BEGIN

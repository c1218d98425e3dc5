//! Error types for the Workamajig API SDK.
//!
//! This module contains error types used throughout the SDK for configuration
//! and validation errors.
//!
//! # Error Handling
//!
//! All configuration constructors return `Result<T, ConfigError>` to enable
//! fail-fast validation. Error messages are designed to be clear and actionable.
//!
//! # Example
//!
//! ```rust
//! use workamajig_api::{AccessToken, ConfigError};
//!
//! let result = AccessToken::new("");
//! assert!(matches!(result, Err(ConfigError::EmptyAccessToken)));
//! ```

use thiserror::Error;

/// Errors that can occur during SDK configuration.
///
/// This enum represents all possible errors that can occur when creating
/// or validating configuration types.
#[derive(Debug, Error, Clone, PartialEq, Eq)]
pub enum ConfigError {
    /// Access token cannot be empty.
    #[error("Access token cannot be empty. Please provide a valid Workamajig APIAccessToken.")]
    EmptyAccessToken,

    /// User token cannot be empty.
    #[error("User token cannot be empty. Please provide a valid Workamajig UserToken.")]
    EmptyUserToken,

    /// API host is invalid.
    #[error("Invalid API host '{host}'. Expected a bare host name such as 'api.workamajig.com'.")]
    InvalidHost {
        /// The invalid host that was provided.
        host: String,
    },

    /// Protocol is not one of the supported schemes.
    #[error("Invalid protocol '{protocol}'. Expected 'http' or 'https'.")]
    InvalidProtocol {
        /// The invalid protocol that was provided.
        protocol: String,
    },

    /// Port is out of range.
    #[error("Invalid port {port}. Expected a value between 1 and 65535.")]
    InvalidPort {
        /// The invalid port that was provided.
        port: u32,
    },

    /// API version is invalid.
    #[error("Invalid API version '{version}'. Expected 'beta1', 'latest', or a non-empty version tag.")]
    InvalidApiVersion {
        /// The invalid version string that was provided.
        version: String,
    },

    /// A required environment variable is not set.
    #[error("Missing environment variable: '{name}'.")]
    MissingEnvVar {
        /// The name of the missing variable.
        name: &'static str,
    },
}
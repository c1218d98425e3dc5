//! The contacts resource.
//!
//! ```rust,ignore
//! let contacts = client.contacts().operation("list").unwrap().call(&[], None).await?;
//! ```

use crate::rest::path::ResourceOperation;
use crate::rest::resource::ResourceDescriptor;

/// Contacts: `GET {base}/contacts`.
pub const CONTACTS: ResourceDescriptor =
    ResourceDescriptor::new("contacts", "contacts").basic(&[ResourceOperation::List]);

END

Take each line of the material above that holds the string "validation" and copy it.

//! and validation errors.
//! fail-fast validation. Error messages are designed to be clear and actionable.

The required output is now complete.